[WHAT THIS TASK INVOLVES] Reproduce the entries shown below only from the line with "pub(crate) fn decide(exists: bool, dry_run: bool)" down to the line with "#[derive(Debug, Clone, Default, PartialEq, Eq)]", keeping both end lines and copying each one exactly.

═════ SUPPLIED DATA ═════

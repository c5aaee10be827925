//! CLI argument parsing using clap derive
//!
//! Every setting can also come from an `ANKI_SYNC_*` environment variable or
//! the config file. Values left unset here are filled in by
//! [`Settings::resolve`](crate::config::Settings::resolve).

use std::path::PathBuf;

use clap::{Args, Parser, Subcommand};

/// anki-sync - Declaratively sync models and decks into Anki via AnkiConnect
#[derive(Parser, Debug)]
#[command(name = "anki-sync")]
#[command(author, version, about, long_about = None)]
pub struct Cli {
    #[command(flatten)]
    pub global: GlobalArgs,

    /// The command to run
    #[command(subcommand)]
    pub command: Commands,
}

/// Options shared by every command
#[derive(Args, Debug, Clone, Default, PartialEq, Eq)]
pub struct GlobalArgs {
    /// Config file (YAML, TOML or JSON) [default: anki-sync.yaml]
    #[arg(long, global = true, env = "ANKI_SYNC_CONFIG")]
    pub config: Option<PathBuf>,

    /// AnkiConnect URL [default: http://127.0.0.1:8765]
    #[arg(long, global = true, env = "ANKI_SYNC_ANKI_URL")]
    pub anki_url: Option<String>,

    /// Show what would change without writing anything
    #[arg(long, global = true, env = "ANKI_SYNC_DRY_RUN")]
    pub dry_run: bool,

    /// Log level or filter directive [default: info]
    #[arg(long, global = true, env = "ANKI_SYNC_LOG_LEVEL")]
    pub log_level: Option<String>,

    /// Request timeout in seconds [default: 10]
    #[arg(long, global = true, env = "ANKI_SYNC_TIMEOUT_SECS")]
    pub timeout_secs: Option<u64>,
}

/// Available commands
#[derive(Subcommand, Debug, Clone, PartialEq, Eq)]
pub enum Commands {
    /// Sync models and decks into Anki
    ///
    /// Examples:
    ///   anki-sync sync --models models.yaml --decks decks/
    ///   anki-sync sync --decks decks/ --recursive --dry-run
    Sync(SyncArgs),

    /// Read resources from Anki
    Get {
        #[command(subcommand)]
        resource: GetResource,
    },

    /// Show the anki-sync and AnkiConnect versions
    Version,
}

/// Options of the `sync` command
#[derive(Args, Debug, Clone, Default, PartialEq, Eq)]
pub struct SyncArgs {
    /// Models document
    #[arg(long, env = "ANKI_SYNC_MODELS")]
    pub models: Option<PathBuf>,

    /// Deck document or directory of deck documents
    #[arg(long, env = "ANKI_SYNC_DECKS")]
    pub decks: Option<PathBuf>,

    /// Descend into subdirectories of the decks directory
    #[arg(long, env = "ANKI_SYNC_RECURSIVE")]
    pub recursive: bool,

    /// Concurrent note uploads per deck [default: number of CPUs]
    #[arg(long, env = "ANKI_SYNC_UPLOAD_PARALLELISM")]
    pub upload_parallelism: Option<usize>,
}

#[derive(Subcommand, Debug, Clone, PartialEq, Eq)]
pub enum GetResource {
    /// Print a model's templates and styling as a models document
    Model {
        /// Model name
        #[arg(long)]
        name: String,
    },
}

impl Cli {
    /// Sync options, or their defaults for other commands
    pub fn sync_args(&self) -> SyncArgs {
        match &self.command {
            Commands::Sync(args) => args.clone(),
            _ => SyncArgs::default(),
        }
    }
}
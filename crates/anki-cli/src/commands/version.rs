//! Version command implementation

use colored::Colorize;

use anki_connect::AnkiConnectClient;

use crate::config::Settings;
use crate::error::{CliError, Result};

/// Print the CLI version and the AnkiConnect API version.
///
/// Fails if AnkiConnect cannot be reached, after printing `unknown`.
pub fn run_version(settings: &Settings) -> Result<()> {
    println!("anki-sync {}", env!("CARGO_PKG_VERSION"));

    let client = AnkiConnectClient::connect(settings.anki_url.clone(), settings.timeout)?;

    match client.version() {
        Ok(version) => {
            println!("AnkiConnect API {}", version);
            Ok(())
        }
        Err(e) => {
            tracing::warn!(url = client.url(), error = %e, "AnkiConnect is not reachable");
            println!("AnkiConnect API {}", "unknown".yellow());
            Err(CliError::user(format!(
                "Could not reach AnkiConnect at {}",
                client.url()
            )))
        }
    }
}
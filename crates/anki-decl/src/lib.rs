//! Declarative model and deck documents for anki-sync.
//!
//! This crate owns the desired-state side of a sync run:
//!
//! - **types**: [`Model`], [`CardTemplate`], [`Deck`] and [`Note`] as they appear
//!   in the YAML documents an operator maintains
//! - **loader**: reading the models document and one or many deck documents
//!   from a file, a directory or a directory tree
//! - **validation**: the structural invariants a models document must satisfy
//!   before anything is sent to the remote collection
//!
//! ```text
//! models.yaml ──┐
//!               ├── loader ──> Vec<Model>, LoadedDecks ──> anki-core
//! decks/*.yaml ─┘
//! ```

pub mod error;
pub mod loader;
pub mod types;
pub mod validation;

pub use error::{Error, Result};
pub use loader::{LoadedDecks, SkippedFile, load_decks, load_models};
pub use types::{CardTemplate, Deck, Model, ModelsDocument, Note};
pub use validation::validate_models;
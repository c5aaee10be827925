//! Command implementations for anki-cli

pub mod get;
pub mod sync;
pub mod version;

pub use get::run_get_model;
pub use sync::run_sync;
pub use version::run_version;
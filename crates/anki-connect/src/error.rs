//! Error types for anki-connect

use anki_core::GatewayError;

/// Result type for AnkiConnect calls
pub type Result<T> = std::result::Result<T, Error>;

#[derive(Debug, thiserror::Error)]
pub enum Error {
    /// The HTTP client could not be built
    #[error("Failed to build HTTP client: {message}")]
    Client { message: String },

    /// The request did not reach AnkiConnect or the connection broke
    #[error("Request to {url} failed: {message}")]
    Http { url: String, message: String },

    /// AnkiConnect answered with a non-success HTTP status
    #[error("AnkiConnect returned HTTP {status}: {body}")]
    Status { status: u16, body: String },

    /// The request could not be encoded
    #[error("Failed to encode {action} request: {source}")]
    Encode {
        action: &'static str,
        #[source]
        source: serde_json::Error,
    },

    /// The response was not a valid envelope or had an unexpected result
    #[error("Failed to decode {action} response: {source}")]
    Decode {
        action: &'static str,
        #[source]
        source: serde_json::Error,
    },

    /// AnkiConnect reported an error for the action
    #[error("anki error on {action}: {message}")]
    Remote {
        action: &'static str,
        message: String,
    },
}

impl From<Error> for GatewayError {
    fn from(err: Error) -> Self {
        match err {
            Error::Remote { action, message } => GatewayError::Remote {
                action: action.to_string(),
                message,
            },
            Error::Encode { .. } | Error::Decode { .. } => GatewayError::Protocol {
                message: err.to_string(),
            },
            Error::Client { .. } | Error::Http { .. } | Error::Status { .. } => {
                GatewayError::Transport {
                    message: err.to_string(),
                }
            }
        }
    }
}
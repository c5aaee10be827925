//! Blocking AnkiConnect client

use std::collections::BTreeMap;
use std::time::Duration;

use anki_core::{GatewayResult, NoteId, NoteMatch, NoteQuery, RemoteGateway};
use anki_decl::{CardTemplate, Model, Note};
use serde::Serialize;
use serde::de::DeserializeOwned;

use crate::Result;
use crate::protocol::{
    AddNoteOptions, CreateModelParams, DeckParams, ModelNameParams, ModelParams,
    ModelStylingResult, ModelStylingUpdate, ModelTemplatesResult, ModelTemplatesUpdate, NewNote,
    NoteFieldsUpdate, NoteParams, NoteTagsUpdate, QueryParams, Request, Response, note_search,
};
use crate::transport::{HttpTransport, ReqwestTransport};

/// Default AnkiConnect endpoint
pub const DEFAULT_URL: &str = "http://127.0.0.1:8765";

/// Client for one AnkiConnect endpoint
#[derive(Debug, Clone)]
pub struct AnkiConnectClient<T = ReqwestTransport> {
    url: String,
    transport: T,
}

impl AnkiConnectClient<ReqwestTransport> {
    /// Client over a fresh `reqwest` transport with the given request timeout
    pub fn connect(url: impl Into<String>, timeout: Duration) -> Result<Self> {
        Ok(Self::new(url, ReqwestTransport::new(timeout)?))
    }
}

impl<T: HttpTransport> AnkiConnectClient<T> {
    pub fn new(url: impl Into<String>, transport: T) -> Self {
        Self {
            url: url.into(),
            transport,
        }
    }

    pub fn url(&self) -> &str {
        &self.url
    }

    pub fn transport(&self) -> &T {
        &self.transport
    }

    fn send<P: Serialize, R: DeserializeOwned>(
        &self,
        action: &'static str,
        params: Option<&P>,
    ) -> Result<R> {
        let body = Request::new(action, params).encode()?;
        tracing::trace!(action, body = %body, "AnkiConnect request");

        let raw = self.transport.post(&self.url, body)?;
        tracing::trace!(action, body = %raw, "AnkiConnect response");

        Response::decode(action, &raw)?.into_result(action)
    }

    fn invoke<P: Serialize, R: DeserializeOwned>(&self, action: &'static str, params: &P) -> Result<R> {
        self.send(action, Some(params))
    }

    fn invoke_bare<R: DeserializeOwned>(&self, action: &'static str) -> Result<R> {
        self.send::<(), R>(action, None)
    }

    /// AnkiConnect API version
    pub fn version(&self) -> Result<u32> {
        self.invoke_bare("version")
    }

    pub fn model_names(&self) -> Result<Vec<String>> {
        self.invoke_bare("modelNames")
    }

    pub fn deck_names(&self) -> Result<Vec<String>> {
        self.invoke_bare("deckNames")
    }

    /// Templates of a model, ordered by name
    pub fn model_templates(&self, name: &str) -> Result<Vec<CardTemplate>> {
        let result: ModelTemplatesResult =
            self.invoke("modelTemplates", &ModelNameParams { model_name: name })?;

        let mut templates: Vec<CardTemplate> = result
            .into_iter()
            .map(|(name, sides)| CardTemplate::new(name, sides.front, sides.back))
            .collect();
        templates.sort_by(|a, b| a.name.cmp(&b.name));
        Ok(templates)
    }

    pub fn model_styling(&self, name: &str) -> Result<String> {
        let result: ModelStylingResult =
            self.invoke("modelStyling", &ModelNameParams { model_name: name })?;
        Ok(result.css)
    }

    /// Fetch a model as a declaration: templates and styling, no fields
    pub fn fetch_model(&self, name: &str) -> Result<Model> {
        let mut model = Model::new(name);
        model.card_templates = self.model_templates(name)?;
        model.css = self.model_styling(name)?;
        Ok(model)
    }

    pub fn find_notes(&self, query: &str) -> Result<Vec<NoteId>> {
        let ids: Vec<i64> = self.invoke("findNotes", &QueryParams { query })?;
        Ok(ids.into_iter().map(NoteId).collect())
    }
}

impl<T: HttpTransport> RemoteGateway for AnkiConnectClient<T> {
    fn model_exists(&self, name: &str) -> GatewayResult<bool> {
        Ok(self.model_names()?.iter().any(|m| m == name))
    }

    fn create_model(&self, model: &Model) -> GatewayResult<()> {
        let _: serde_json::Value =
            self.invoke("createModel", &CreateModelParams::from_model(model))?;
        Ok(())
    }

    fn update_model_templates(&self, name: &str, templates: &[CardTemplate]) -> GatewayResult<()> {
        let params = ModelParams {
            model: ModelTemplatesUpdate::new(name, templates),
        };
        Ok(self.invoke("updateModelTemplates", &params)?)
    }

    fn update_model_styling(&self, name: &str, css: &str) -> GatewayResult<()> {
        let params = ModelParams {
            model: ModelStylingUpdate { name, css },
        };
        Ok(self.invoke("updateModelStyling", &params)?)
    }

    fn deck_exists(&self, name: &str) -> GatewayResult<bool> {
        Ok(self.deck_names()?.iter().any(|d| d == name))
    }

    fn create_deck(&self, name: &str) -> GatewayResult<()> {
        let _: serde_json::Value = self.invoke("createDeck", &DeckParams { deck: name })?;
        Ok(())
    }

    fn find_note(&self, deck: &str, query: &NoteQuery) -> GatewayResult<NoteMatch> {
        let search = note_search(deck, &query.field, &query.value);
        Ok(NoteMatch::from_ids(self.find_notes(&search)?))
    }

    fn add_note(&self, deck: &str, model: &str, note: &Note) -> GatewayResult<()> {
        let params = NoteParams {
            note: NewNote {
                deck_name: deck,
                model_name: model,
                fields: &note.fields,
                tags: &note.tags,
                options: AddNoteOptions {
                    allow_duplicate: false,
                },
            },
        };
        let _: serde_json::Value = self.invoke("addNote", &params)?;
        Ok(())
    }

    fn update_note_fields(&self, id: NoteId, fields: &BTreeMap<String, String>) -> GatewayResult<()> {
        let params = NoteParams {
            note: NoteFieldsUpdate {
                id: id.get(),
                fields,
            },
        };
        Ok(self.invoke("updateNoteFields", &params)?)
    }

    fn update_note_tags(&self, id: NoteId, tags: &[String]) -> GatewayResult<()> {
        let params = NoteTagsUpdate {
            note: id.get(),
            tags,
        };
        Ok(self.invoke("updateNoteTags", &params)?)
    }
}
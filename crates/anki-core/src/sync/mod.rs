//! Reconciliation of declarations against the remote collection
//!
//! This module provides:
//! - **model_syncer**: sequential, fail-fast model reconciliation
//! - **deck_syncer**: concurrent deck and note reconciliation
//! - **engine**: the `SyncEngine` running both in order
//! - **report**: outcomes returned from a run

mod deck_syncer;
mod engine;
mod model_syncer;
mod report;

pub use deck_syncer::{DeckSyncer, SYNC_TAG};
pub use engine::{SyncEngine, SyncOptions, default_parallelism};
pub use model_syncer::ModelSyncer;
pub use report::{DeckOutcome, ModelOutcome, NoteOutcome, Outcome, SyncSummary};
//! Outcomes returned by a sync run

use std::fmt;

use crate::gateway::{NoteId, NoteQuery};

/// Decision taken for one model, deck or note
#[derive(Debug, Clone, Copy, PartialEq, Eq)]
pub enum Outcome {
    /// Existed already; mutable parts were re-applied
    Unchanged,
    /// Did not exist and was created
    Created,
    /// Dry-run: would be created
    WouldCreate,
    /// Dry-run: exists and would be updated
    WouldUpdate,
}

impl Outcome {
    pub(crate) fn decide(exists: bool, dry_run: bool) -> Self {
        match (exists, dry_run) {
            (true, false) => Outcome::Unchanged,
            (false, false) => Outcome::Created,
            (false, true) => Outcome::WouldCreate,
            (true, true) => Outcome::WouldUpdate,
        }
    }

    pub fn is_projection(self) -> bool {
        matches!(self, Outcome::WouldCreate | Outcome::WouldUpdate)
    }
}

impl fmt::Display for Outcome {
    fn fmt(&self, f: &mut fmt::Formatter<'_>) -> fmt::Result {
        let label = match self {
            Outcome::Unchanged => "unchanged",
            Outcome::Created => "created",
            Outcome::WouldCreate => "would create",
            Outcome::WouldUpdate => "would update",
        };
        f.write_str(label)
    }
}

#[derive(Debug, Clone, PartialEq, Eq)]
pub struct ModelOutcome {
    pub name: String,
    pub outcome: Outcome,
}

#[derive(Debug, Clone, PartialEq, Eq)]
pub struct NoteOutcome {
    pub deck: String,
    pub query: NoteQuery,
    /// Remote identifier, unknown for notes that would be created
    pub id: Option<NoteId>,
    pub outcome: Outcome,
}

#[derive(Debug, Clone, PartialEq, Eq)]
pub struct DeckOutcome {
    pub name: String,
    pub outcome: Outcome,
    /// Notes that reconciled successfully, in completion order
    pub notes: Vec<NoteOutcome>,
}

/// Everything a successful run decided
#[derive(Debug, Clone, Default, PartialEq, Eq)]
pub struct SyncSummary {
    pub models: Vec<ModelOutcome>,
    /// Decks in declaration order
    pub decks: Vec<DeckOutcome>,
}

impl SyncSummary {
    pub fn models_with(&self, outcome: Outcome) -> usize {
        self.models.iter().filter(|m| m.outcome == outcome).count()
    }

    pub fn decks_with(&self, outcome: Outcome) -> usize {
        self.decks.iter().filter(|d| d.outcome == outcome).count()
    }

    pub fn notes_with(&self, outcome: Outcome) -> usize {
        self.notes().filter(|n| n.outcome == outcome).count()
    }

    pub fn notes(&self) -> impl Iterator<Item = &NoteOutcome> {
        self.decks.iter().flat_map(|d| d.notes.iter())
    }

    pub fn note_count(&self) -> usize {
        self.notes().count()
    }

    /// Number of projected (not applied) decisions
    pub fn projections(&self) -> usize {
        self.models.iter().filter(|m| m.outcome.is_projection()).count()
            + self.decks.iter().filter(|d| d.outcome.is_projection()).count()
            + self.notes().filter(|n| n.outcome.is_projection()).count()
    }
}
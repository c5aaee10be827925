//! Declaration types
//!
//! Field names follow the on-disk YAML documents. Unknown keys are rejected
//! so that a typo in a document surfaces as a parse failure instead of a
//! silently ignored setting.

use std::collections::BTreeMap;

use serde::{Deserialize, Serialize};

/// Top-level shape of the models document
#[derive(Debug, Clone, Default, PartialEq, Eq, Serialize, Deserialize)]
#[serde(deny_unknown_fields)]
pub struct ModelsDocument {
    #[serde(default)]
    pub models: Vec<Model>,
}

/// A note-type schema: fields, card templates and styling
#[derive(Debug, Clone, PartialEq, Eq, Serialize, Deserialize)]
#[serde(deny_unknown_fields)]
pub struct Model {
    /// Unique model name, used as the remote identifier
    pub name: String,

    /// Field names in schema order
    #[serde(default)]
    pub fields: Vec<String>,

    /// Styling shared by all card templates
    #[serde(default, skip_serializing_if = "String::is_empty")]
    pub css: String,

    #[serde(default, rename = "isCloze", skip_serializing_if = "is_false")]
    pub is_cloze: bool,

    #[serde(default, rename = "cardTemplates")]
    pub card_templates: Vec<CardTemplate>,
}

fn is_false(value: &bool) -> bool {
    !*value
}

impl Model {
    pub fn new(name: impl Into<String>) -> Self {
        Self {
            name: name.into(),
            fields: Vec::new(),
            css: String::new(),
            is_cloze: false,
            card_templates: Vec::new(),
        }
    }

    /// Templates ordered by name, for deterministic enumeration
    pub fn sorted_templates(&self) -> Vec<&CardTemplate> {
        let mut templates: Vec<&CardTemplate> = self.card_templates.iter().collect();
        templates.sort_by(|a, b| a.name.cmp(&b.name));
        templates
    }

    pub fn has_css(&self) -> bool {
        !self.css.is_empty()
    }
}

/// A named front/back template pair
#[derive(Debug, Clone, PartialEq, Eq, Serialize, Deserialize)]
#[serde(deny_unknown_fields)]
pub struct CardTemplate {
    pub name: String,
    pub front: String,
    pub back: String,
}

impl CardTemplate {
    pub fn new(name: impl Into<String>, front: impl Into<String>, back: impl Into<String>) -> Self {
        Self {
            name: name.into(),
            front: front.into(),
            back: back.into(),
        }
    }
}

/// A deck document: one deck, its model reference and its notes
#[derive(Debug, Clone, PartialEq, Eq, Serialize, Deserialize)]
#[serde(deny_unknown_fields)]
pub struct Deck {
    #[serde(rename = "deck_name")]
    pub name: String,

    /// Name of the model every note in this deck uses. Resolved remotely.
    #[serde(rename = "model_name")]
    pub model: String,

    /// Field whose value identifies a note across runs
    pub primary_field: String,

    #[serde(default)]
    pub notes: Vec<Note>,
}

impl Deck {
    pub fn new(
        name: impl Into<String>,
        model: impl Into<String>,
        primary_field: impl Into<String>,
    ) -> Self {
        Self {
            name: name.into(),
            model: model.into(),
            primary_field: primary_field.into(),
            notes: Vec::new(),
        }
    }
}

/// One record of field values plus tags
#[derive(Debug, Clone, Default, PartialEq, Eq, Serialize, Deserialize)]
#[serde(deny_unknown_fields)]
pub struct Note {
    #[serde(default)]
    pub fields: BTreeMap<String, String>,

    #[serde(default)]
    pub tags: Vec<String>,
}

impl Note {
    pub fn field(&self, name: &str) -> Option<&str> {
        self.fields.get(name).map(String::as_str)
    }

    /// Returns a copy of this note with `tag` appended to its tags.
    ///
    /// The tag is appended even when already present, matching the payload
    /// that is sent to the remote collection.
    pub fn with_tag(&self, tag: &str) -> Note {
        let mut note = self.clone();
        note.tags.push(tag.to_string());
        note
    }
}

═════

[ANSWER SPACE]
    pub(crate) fn decide(exists: bool, dry_run: bool) -> Self {
        match (exists, dry_run) {
            (true, false) => Outcome::Unchanged,
            (false, false) => Outcome::Created,
            (false, true) => Outcome::WouldCreate,
            (true, true) => Outcome::WouldUpdate,
        }
    }

    pub fn is_projection(self) -> bool {
        matches!(self, Outcome::WouldCreate | Outcome::WouldUpdate)
    }
}

impl fmt::Display for Outcome {
    fn fmt(&self, f: &mut fmt::Formatter<'_>) -> fmt::Result {
        let label = match self {
            Outcome::Unchanged => "unchanged",
            Outcome::Created => "created",
            Outcome::WouldCreate => "would create",
            Outcome::WouldUpdate => "would update",
        };
        f.write_str(label)
    }
}

#[derive(Debug, Clone, PartialEq, Eq)]
pub struct ModelOutcome {
    pub name: String,
    pub outcome: Outcome,
}

#[derive(Debug, Clone, PartialEq, Eq)]
pub struct NoteOutcome {
    pub deck: String,
    pub query: NoteQuery,
    /// Remote identifier, unknown for notes that would be created
    pub id: Option<NoteId>,
    pub outcome: Outcome,
}

#[derive(Debug, Clone, PartialEq, Eq)]
pub struct DeckOutcome {
    pub name: String,
    pub outcome: Outcome,
    /// Notes that reconciled successfully, in completion order
    pub notes: Vec<NoteOutcome>,
}

/// Everything a successful run decided
#[derive(Debug, Clone, Default, PartialEq, Eq)]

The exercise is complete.